TanStack Query's @tanstack/query-async-storage-persister package expects a storage object with getItem, setItem, and removeItem. The v3 AsyncStorage instance matches this interface directly:

jsx
import { createAsyncStorage } from "@react-native-async-storage/async-storage";
import { createAsyncStoragePersister } from "@tanstack/query-async-storage-persister";
import { QueryClient } from "@tanstack/react-query";
import { PersistQueryClientProvider } from "@tanstack/react-query-persist-client";

const queryClient = new QueryClient({
  defaultOptions: {
    queries: {
      gcTime: 1000 * 60 * 60 * 24, // 24 hours
    },
  },
});

const storage = createAsyncStorage("tanstack-query");
const persister = createAsyncStoragePersister({ storage });

export default function App() {
  return (
    <PersistQueryClientProvider
      client={queryClient}
      persistOptions={{ persister }}
    >
      <YourApp />
    </PersistQueryClientProvider>
  );
}

!!! note "Required packages" Install @tanstack/query-async-storage-persister and @tanstack/react-query-persist-client separately.

Zustand

Zustand's persist middleware accepts a custom storage adapter via createJSONStorage. Pass a factory function returning an AsyncStorage instance:

typescript
import { create } from "zustand";
import { persist, createJSONStorage } from "zustand/middleware";
import { createAsyncStorage } from "@react-native-async-storage/async-storage";

const storage = createAsyncStorage("zustand");

interface BearState {
  bears: number;
  addBear: () => void;
  reset: () => void;
}

export const useBearStore = create<BearState>()(
  persist(
    (set) => ({
      bears: 0,
      addBear: () => set((state) => ({ bears: state.bears + 1 })),
      reset: () => set({ bears: 0 }),
    }),
    {
      name: "bear-storage",
      storage: createJSONStorage(() => storage),
    }
  )
);

createJSONStorage handles serialization, so you don't need to manually call JSON.stringify / JSON.parse.


Error handling

How do I handle errors from AsyncStorage?

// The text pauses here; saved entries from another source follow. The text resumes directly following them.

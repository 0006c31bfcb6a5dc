//! Concurrent build-and-upload over the platform matrix.
//!
//! Every platform becomes one task in a [`JoinSet`]. A task builds under the
//! build throttle, gives the build permit back as soon as the builder returns,
//! then hashes and uploads under the upload throttle. The local archive is
//! deleted once its upload attempt is over. A failing or panicking unit is
//! reported for its platform and never disturbs the others. Units are handed
//! to the coordinator as they finish, so progress can be recorded before the
//! whole matrix is done.

use crate::build::{BuildArtifact, BuildEnvironment};
use crate::cli::RuntimeConfig;
use crate::error::{PlatformError, ReleaseError};
use crate::github::ReleaseHost;
use crate::platform::Platform;
use crate::throttle::Throttle;
use crate::version::ReleaseTag;
use std::path::{Path, PathBuf};
use std::sync::Arc;
use tokio::task::JoinSet;

/// Outcome of one platform unit
pub type UnitResult = std::result::Result<BuildArtifact, PlatformError>;

/// Everything a unit needs, shared read-only between units
pub(crate) struct UnitContext<E, H> {
    pub(crate) environment: Arc<E>,
    pub(crate) host: Arc<H>,
    pub(crate) release_id: u64,
    pub(crate) tag: ReleaseTag,
    pub(crate) product: String,
    pub(crate) workdir: PathBuf,
    pub(crate) builds: Throttle,
    pub(crate) uploads: Throttle,
    pub(crate) runtime: RuntimeConfig,
}

/// Results of a completed fan-out
#[derive(Debug, Default)]
pub struct FanOutReport {
    /// Units spawned, one per platform
    pub spawned: usize,
    /// Artifacts that were built and uploaded
    pub uploaded: Vec<BuildArtifact>,
    /// Units that failed
    pub failed: Vec<PlatformError>,
}

/// Platform units in flight
pub(crate) struct FanOut {
    units: JoinSet<UnitResult>,
    report: FanOutReport,
}

impl FanOut {
    /// Spawn one unit per platform
    pub(crate) fn start<E, H>(context: Arc<UnitContext<E, H>>, platforms: Vec<Platform>) -> Self
    where
        E: BuildEnvironment,
        H: ReleaseHost,
    {
        let mut units = JoinSet::new();
        for platform in platforms {
            let context = Arc::clone(&context);
            units.spawn(async move {
                // Run the unit in its own task so a panic is attributed to its platform
                let worker = tokio::spawn(run_unit(Arc::clone(&context), platform.clone()));
                match worker.await {
                    Ok(result) => result,
                    Err(e) => Err(PlatformError::UnitAborted {
                        platform,
                        reason: e.to_string(),
                    }),
                }
            });
        }

        let report = FanOutReport {
            spawned: units.len(),
            ..FanOutReport::default()
        };
        Self { units, report }
    }

    /// Wait for the next unit to finish; `None` once every unit has
    pub(crate) async fn next_finished(&mut self) -> Option<UnitResult> {
        loop {
            match self.units.join_next().await? {
                Ok(result) => {
                    match &result {
                        Ok(artifact) => self.report.uploaded.push(artifact.clone()),
                        Err(e) => self.report.failed.push(e.clone()),
                    }
                    return Some(result);
                }
                // The wrapper only awaits the worker, it cannot panic on its own
                Err(e) => log::error!("platform unit wrapper failed: {}", e),
            }
        }
    }

    /// Report of the finished units, ordered by platform
    pub(crate) fn into_report(self) -> FanOutReport {
        let mut report = self.report;
        report.uploaded.sort_by(|a, b| a.platform.cmp(&b.platform));
        report.failed.sort_by(|a, b| a.platform().cmp(b.platform()));
        report
    }
}

async fn run_unit<E, H>(context: Arc<UnitContext<E, H>>, platform: Platform) -> UnitResult
where
    E: BuildEnvironment,
    H: ReleaseHost,
{
    let name = platform.artifact_name(&context.product, context.tag.as_str());
    let path = context.workdir.join(&name);

    let permit = context
        .builds
        .acquire()
        .await
        .map_err(|e| aborted(&platform, e))?;
    context
        .runtime
        .progress_println(&format!("Building {}...", platform));
    let built = context.environment.build(&platform, &context.tag, &path).await;
    permit.release();

    if let Err(e) = built {
        log::error!("building {}: {}", platform, e);
        log::error!(">>>>>>>>>>>>\n{}\n<<<<<<<<<<<<", context.environment.log());
        context
            .runtime
            .warning_println(&format!("Build failed for {}: {}", platform, e));
        remove_artifact(&path).await;
        return Err(match e {
            ReleaseError::Platform(platform_error) => platform_error,
            other => PlatformError::BuildFailed {
                platform,
                reason: other.to_string(),
            },
        });
    }

    let result = upload(&context, &platform, name, &path).await;
    remove_artifact(&path).await;
    result
}

async fn upload<E, H>(
    context: &UnitContext<E, H>,
    platform: &Platform,
    name: String,
    path: &Path,
) -> UnitResult
where
    E: BuildEnvironment,
    H: ReleaseHost,
{
    let artifact = BuildArtifact::from_file(platform.clone(), name, path.to_path_buf())
        .await
        .map_err(|e| PlatformError::UploadFailed {
            platform: platform.clone(),
            reason: format!("hashing {}: {}", path.display(), e),
        })?;

    let permit = context
        .uploads
        .acquire()
        .await
        .map_err(|e| aborted(platform, e))?;
    context
        .runtime
        .progress_println(&format!("Uploading {}...", platform));
    let uploaded = context
        .host
        .upload_asset(context.release_id, &artifact.name, &artifact.path)
        .await;
    permit.release();

    match uploaded {
        Ok(asset) => {
            log::info!("uploaded {} ({} bytes)", asset.name, asset.size);
            context
                .runtime
                .success_println(&format!("Uploaded {} successfully", platform));
            Ok(artifact)
        }
        Err(e) => {
            log::error!("uploading {}: {}", platform, e);
            context
                .runtime
                .warning_println(&format!("Upload failed for {}: {}", platform, e));
            Err(PlatformError::UploadFailed {
                platform: platform.clone(),
                reason: e.to_string(),
            })
        }
    }
}

fn aborted(platform: &Platform, e: ReleaseError) -> PlatformError {
    PlatformError::UnitAborted {
        platform: platform.clone(),
        reason: e.to_string(),
    }
}

async fn remove_artifact(path: &Path) {
    match tokio::fs::remove_file(path).await {
        Ok(()) => {}
        Err(e) if e.kind() == std::io::ErrorKind::NotFound => {}
        Err(e) => log::warn!("removing {}: {}", path.display(), e),
    }
}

All AsyncStorage methods throw AsyncStorageError on failure. Use a try/catch block and inspect e.type to handle specific failure modes:

typescript
import {
  AsyncStorageError,
  createAsyncStorage,
} from "@react-native-async-storage/async-storage";

const storage = createAsyncStorage("my-app");

try {
  await storage.setItem("key", "value");
} catch (e) {
  if (e instanceof AsyncStorageError) {
    console.error(`Storage error [${e.type}]: ${e.message}`);
  }
}

See the Error handling guide for the full list of error types and what each one means.

What happens if a batch operation partially fails?

Batch operations (setMany, getMany, removeMany) are atomic. If any part of the operation fails, the entire batch is rolled back and an AsyncStorageError is thrown. No partial writes will be committed.